I finally relax and begin moving forward again. Ponytail begins moving again as well.

  Babyface bursts into laughter as he follows. “Wait wait wait, did you really think we we’re going to eat you?!”

  Something about the tone of his voice or the smirk on his face immediately rubs me the wrong way.

  I stop in front of him, raise a brow, and fold my arms over my chest. “I thought you might try, Babyface. You would’ve come to regret that, though.”

  That shuts him up. He turns to his friend. “She has spunk. Can we keep her?”

  Ponytail smiles wryly. “How about we start with introductions. Hi, I’m Dave.”

  He holds out his hand, and I grasp it. He’s got a firm grip. His hand is slightly calloused and quite warm, but not sweaty.

  “I’m Emma.”

  “Alec,” Babyface adds, throwing me a kind of two-fingered salute. “Nice to meat you.”

  The emphasis he puts on the word and his shit-eating grin somehow tell me exactly what he means. I give him a blank stare for his troubles till his grin fades.

  Dave tries to hide his chuckle in a cough.

  “Anyway,” I drawl at Alec. “Can I take it your remark earlier means there’s room in your party?”

  “Definitely!” he responds chipperly, his smile coming back in full force.

  “We make a habit of foraging near the doors in case another participant shows up,” Dave clarifies. “Frankly, we should’ve tried harder to round out our numbers earlier, but we were both holding out hope for our respective friends, and, well... we hadn’t anticipated how suddenly the flow of participants would dry up.”

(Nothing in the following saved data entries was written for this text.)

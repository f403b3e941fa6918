use std::{fmt, iter::FusedIterator};

use serde::{Deserialize, Serialize};

use crate::{CalendarDate, ParseError};

/// Error type for date range operations.
#[derive(Debug, Clone, PartialEq, Eq, thiserror::Error)]
pub enum RangeError {
    /// Start date is after end date.
    #[error("Invalid date range: start ({start}) is after end ({end})")]
    InvalidRange { start: CalendarDate, end: CalendarDate },

    /// Error parsing date component.
    #[error(transparent)]
    ParseError(#[from] ParseError),

    /// A range selection was given more than two endpoints.
    #[error("A date range has at most 2 endpoints, found {0}")]
    TooManyEndpoints(usize),
}

/// Produces every date from `start` to `end`, both inclusive.
///
/// # Errors
/// Returns `RangeError::InvalidRange` when `end` is before `start`; an
/// inverted range is never silently turned into an empty one.
pub fn dates_in_range(start: CalendarDate, end: CalendarDate) -> Result<DatesInRange, RangeError> {
    if end < start {
        return Err(RangeError::InvalidRange { start, end });
    }
    Ok(DatesInRange::new(start, end))
}

/// Lazy day-by-day walk over an inclusive date range.
///
/// Cloning yields an independent iterator at the same position and
/// [`DatesInRange::restart`] rewinds to the start date.
#[derive(Debug, Clone, PartialEq, Eq)]
pub struct DatesInRange {
    start: CalendarDate,
    end:   CalendarDate,
    front: i32,
    back:  i32,
}

impl DatesInRange {
    fn new(start: CalendarDate, end: CalendarDate) -> Self {
        Self {
            start,
            end,
            front: start.days_since_epoch(),
            back: end.days_since_epoch(),
        }
    }

    pub const fn start(&self) -> CalendarDate {
        self.start
    }

    pub const fn end(&self) -> CalendarDate {
        self.end
    }

    /// Rewinds the iterator to the first date of the range.
    pub fn restart(&mut self) {
        *self = Self::new(self.start, self.end);
    }
}

impl Iterator for DatesInRange {
    type Item = CalendarDate;

    fn next(&mut self) -> Option<Self::Item> {
        if self.front > self.back {
            return None;
        }
        let date = CalendarDate::from_days_since_epoch(i64::from(self.front));
        self.front += 1;
        Some(date)
    }

    fn size_hint(&self) -> (usize, Option<usize>) {
        let remaining = usize::try_from(self.back - self.front + 1).unwrap_or(0);
        (remaining, Some(remaining))
    }
}

impl DoubleEndedIterator for DatesInRange {
    fn next_back(&mut self) -> Option<Self::Item> {
        if self.front > self.back {
            return None;
        }
        let date = CalendarDate::from_days_since_epoch(i64::from(self.back));
        self.back -= 1;
        Some(date)
    }
}

impl ExactSizeIterator for DatesInRange {}

impl FusedIterator for DatesInRange {}

/// An in-progress or committed range selection.
///
/// Holds zero, one or two endpoints in the order they were picked; the
/// second endpoint may precede the first. Consumers that need a sorted pair
/// call [`DateRange::sorted`].
#[derive(Debug, Clone, Copy, Default, PartialEq, Eq, Hash, Serialize, Deserialize)]
#[serde(try_from = "Vec<CalendarDate>", into = "Vec<CalendarDate>")]
pub struct DateRange {
    first:  Option<CalendarDate>,
    second: Option<CalendarDate>,
}

impl DateRange {
    /// No endpoint chosen yet
    pub const fn empty() -> Self {
        Self {
            first:  None,
            second: None,
        }
    }

    /// Start chosen, end pending
    pub const fn starting_at(date: CalendarDate) -> Self {
        Self {
            first:  Some(date),
            second: None,
        }
    }

    /// Complete range; the endpoints may come in either order
    pub const fn new(first: CalendarDate, second: CalendarDate) -> Self {
        Self {
            first:  Some(first),
            second: Some(second),
        }
    }

    /// Builds a range from up to two endpoints.
    ///
    /// # Errors
    /// Returns `RangeError::TooManyEndpoints` for more than two dates.
    pub fn from_endpoints(endpoints: &[CalendarDate]) -> Result<Self, RangeError> {
        match *endpoints {
            [] => Ok(Self::empty()),
            [first] => Ok(Self::starting_at(first)),
            [first, second] => Ok(Self::new(first, second)),
            _ => Err(RangeError::TooManyEndpoints(endpoints.len())),
        }
    }

    pub const fn first(&self) -> Option<CalendarDate> {
        self.first
    }

    pub const fn second(&self) -> Option<CalendarDate> {
        self.second
    }

    /// Number of endpoints chosen (0, 1 or 2)
    pub const fn len(&self) -> usize {
        match (self.first, self.second) {
            (None, _) => 0,
            (Some(_), None) => 1,
            (Some(_), Some(_)) => 2,
        }
    }

    pub const fn is_empty(&self) -> bool {
        self.first.is_none()
    }

    pub const fn is_complete(&self) -> bool {
        self.second.is_some()
    }

    pub fn endpoints(&self) -> impl Iterator<Item = CalendarDate> + '_ {
        self.first.iter().chain(self.second.iter()).copied()
    }

    /// Returns a copy with `date` appended as the second endpoint.
    ///
    /// An empty range gets `date` as its first endpoint instead; a complete
    /// range has its second endpoint replaced.
    #[must_use]
    pub const fn with_endpoint(self, date: CalendarDate) -> Self {
        match self.first {
            None => Self::starting_at(date),
            Some(first) => Self::new(first, date),
        }
    }

    /// The committed range as `(start, end)` with `start <= end`.
    pub fn sorted(&self) -> Option<(CalendarDate, CalendarDate)> {
        let (a, b) = (self.first?, self.second?);
        Some(if a <= b { (a, b) } else { (b, a) })
    }

    /// Every date covered by a complete range
    pub fn dates(&self) -> Option<DatesInRange> {
        self.sorted().map(|(start, end)| DatesInRange::new(start, end))
    }
}

impl TryFrom<Vec<CalendarDate>> for DateRange {
    type Error = RangeError;

    fn try_from(value: Vec<CalendarDate>) -> Result<Self, Self::Error> {
        Self::from_endpoints(&value)
    }
}

impl From<DateRange> for Vec<CalendarDate> {
    fn from(range: DateRange) -> Self {
        range.endpoints().collect()
    }
}

impl fmt::Display for DateRange {
    fn fmt(&self, f: &mut fmt::Formatter<'_>) -> fmt::Result {
        match (self.first, self.second) {
            (None, _) => Ok(()),
            (Some(first), None) => write!(f, "{first}/.."),
            (Some(first), Some(second)) => write!(f, "{first}/{second}"),
        }
    }
}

  Right, if starting order was determined by viability of survival in the First Trial, the number of people making it through would drop quickly after a while. And considering how long I took, there probably aren’t a lot more people coming.

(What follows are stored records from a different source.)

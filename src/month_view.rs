use crate::{CalendarDate, DAYS_IN_WEEK, Weekday, YearMonth};

/// Weeks of a month grid, each week `days_in_week` dates long.
pub type MonthView = Vec<Vec<CalendarDate>>;

/// Builds the grid for `year_month`.
///
/// The month is widened to whole weeks on both sides, so the first and last
/// rows usually carry dates from the neighbouring months. With seven-day
/// weeks the grid has 4 to 6 rows. Other week lengths pad the final row with
/// the following days; a zero-length week produces an empty grid.
///
/// Rows are always complete, even for the first and last supported months:
/// their padding may reach into the year before [`CalendarDate::MIN`] or
/// after [`CalendarDate::MAX`] (see [`CalendarDate::is_supported`]).
pub fn month_view(year_month: YearMonth, first_day: Weekday, days_in_week: usize) -> MonthView {
    if days_in_week == 0 {
        return Vec::new();
    }

    let first = year_month.first_day();
    let last = year_month.last_day();
    let leading = i64::from(first.weekday().days_since(first_day));
    let last_weekday = first_day.nth_after(DAYS_IN_WEEK - 1);
    let trailing = i64::from(last_weekday.days_since(last.weekday()));

    let start = i64::from(first.days_since_epoch()) - leading;
    let end = i64::from(last.days_since_epoch()) + trailing;

    let Ok(week_len) = i64::try_from(days_in_week) else {
        log::warn!("cannot build month view for {year_month}: week of {days_in_week} days");
        return Vec::new();
    };
    let span = end - start + 1;
    let end = end + (week_len - span % week_len) % week_len;

    let dates: Option<Vec<CalendarDate>> = (start..=end).map(CalendarDate::from_days_unclamped).collect();
    let Some(dates) = dates else {
        log::warn!("cannot build month view for {year_month}: {days_in_week}-day weeks run past the calendar");
        return Vec::new();
    };

    dates
        .chunks(days_in_week)
        .map(<[CalendarDate]>::to_vec)
        .collect()
}

/// Dates from the leading/trailing weeks that belong to another month
pub fn is_outside_month(date: CalendarDate, year_month: YearMonth) -> bool {
    !year_month.contains(date)
}

/// The months shown by a calendar rendering `count` months side by side.
pub fn visible_months(displayed_month: YearMonth, count: usize) -> Vec<YearMonth> {
    (0..count)
        .map_while(|offset| i32::try_from(offset).ok())
        .map(|offset| displayed_month.add_months(offset))
        .collect()
}

#[cfg(test)]
mod tests {
    use super::*;
    use crate::test_utils::{date, year_month};

    #[test]
    fn test_month_view_week_counts() {
        struct TestCase {
            year_month:  YearMonth,
            first_day:   Weekday,
            weeks:       usize,
            description: &'static str,
        }

        let cases = [
            TestCase {
                year_month:  year_month(2021, 2),
                first_day:   Weekday::Monday,
                weeks:       4,
                description: "February 2021 starts on Monday and ends on Sunday",
            },
            TestCase {
                year_month:  year_month(2015, 2),
                first_day:   Weekday::Sunday,
                weeks:       4,
                description: "February 2015 starts on Sunday and ends on Saturday",
            },
            TestCase {
                year_month:  year_month(2020, 3),
                first_day:   Weekday::Sunday,
                weeks:       5,
                description: "March 2020 with Sunday start",
            },
            TestCase {
                year_month:  year_month(2020, 3),
                first_day:   Weekday::Monday,
                weeks:       6,
                description: "March 2020 with Monday start",
            },
        ];

        for case in &cases {
            let view = month_view(case.year_month, case.first_day, 7);
            assert_eq!(view.len(), case.weeks, "{}", case.description);
            assert!(view.iter().all(|week| week.len() == 7), "{}", case.description);
        }
    }

    #[test]
    fn test_month_view_leading_and_trailing_days() {
        let view = month_view(year_month(2020, 3), Weekday::Monday, 7);
        assert_eq!(view[0][0], date(2020, 2, 24));
        assert_eq!(view[0][6], date(2020, 3, 1));
        assert_eq!(view[5][1], date(2020, 3, 31));
        assert_eq!(view[5][6], date(2020, 4, 5));
    }

    #[test]
    fn test_month_view_is_contiguous() {
        let view = month_view(year_month(2020, 12), Weekday::Sunday, 7);
        let dates: Vec<_> = view.into_iter().flatten().collect();
        for pair in dates.windows(2) {
            assert_eq!(pair[0].add_days(1), pair[1]);
        }
        assert_eq!(dates.first().map(CalendarDate::weekday), Some(Weekday::Sunday));
        assert_eq!(dates.last().map(CalendarDate::weekday), Some(Weekday::Saturday));
    }

    #[test]
    fn test_month_view_unusual_week_lengths() {
        assert!(month_view(year_month(2020, 3), Weekday::Monday, 0).is_empty());

        let view = month_view(year_month(2020, 3), Weekday::Monday, 5);
        assert!(view.iter().all(|week| week.len() == 5));
        let flat: Vec<_> = view.into_iter().flatten().collect();
        assert_eq!(flat[0], date(2020, 2, 24));
        assert!(flat.contains(&date(2020, 3, 31)));
    }

    #[test]
    fn test_month_view_complete_at_supported_limits() {
        struct TestCase {
            year_month:  YearMonth,
            description: &'static str,
        }

        let cases = [
            TestCase {
                year_month:  YearMonth::MIN,
                description: "first supported month",
            },
            TestCase {
                year_month:  YearMonth::MAX,
                description: "last supported month",
            },
        ];

        for case in &cases {
            for first_day in Weekday::ALL {
                let view = month_view(case.year_month, first_day, 7);
                assert!((4..=6).contains(&view.len()), "{} from {first_day}", case.description);
                for week in &view {
                    assert_eq!(week.len(), 7, "{} from {first_day}", case.description);
                    assert_eq!(week[0].weekday(), first_day, "{} from {first_day}", case.description);
                }

                let dates: Vec<_> = view.into_iter().flatten().collect();
                for pair in dates.windows(2) {
                    assert_eq!(pair[0].days_until(pair[1]), 1, "{} from {first_day}", case.description);
                }
                let in_month = dates.iter().filter(|d| case.year_month.contains(**d)).count();
                assert_eq!(in_month, 31, "{} from {first_day}", case.description);
                assert!(
                    dates
                        .iter()
                        .filter(|d| !d.is_supported())
                        .all(|d| is_outside_month(*d, case.year_month)),
                    "{} from {first_day}",
                    case.description
                );
            }
        }
    }

    #[test]
    fn test_month_view_padding_past_limits() {
        let view = month_view(YearMonth::MIN, Weekday::Sunday, 7);
        assert_eq!(view[0][0].to_string(), "0000-12-31");
        assert_eq!(view[0][1], CalendarDate::MIN);

        let view = month_view(YearMonth::MAX, Weekday::Monday, 7);
        let last_week = view.last().unwrap();
        assert_eq!(last_week[4], CalendarDate::MAX);
        assert_eq!(last_week[6].to_string(), "10000-01-02");
    }

    #[test]
    fn test_is_outside_month() {
        let march = year_month(2020, 3);
        assert!(is_outside_month(date(2020, 2, 29), march));
        assert!(!is_outside_month(date(2020, 3, 15), march));
        assert!(is_outside_month(date(2020, 4, 1), march));
    }

    #[test]
    fn test_visible_months() {
        assert_eq!(
            visible_months(year_month(2020, 11), 3),
            vec![year_month(2020, 11), year_month(2020, 12), year_month(2021, 1)]
        );
        assert!(visible_months(year_month(2020, 11), 0).is_empty());
    }
}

  I look them both up and down. “So, ehm, what’s with the sweater?” I ask Dave, not willing to commit to joining them just yet. I literally got here two minutes ago, after all. “Not that I’m judging or anything—I mean, I’m wearing my bloody hotdog sales uniform—but it seems a little big on you.”

  He scratches the back of his neck with a grimace. “Yeah, it got thrown in with me. I guess they decided my costume wasn’t fit for the Trials, and I don’t blame them, but this wouldn’t have been my first pick either.”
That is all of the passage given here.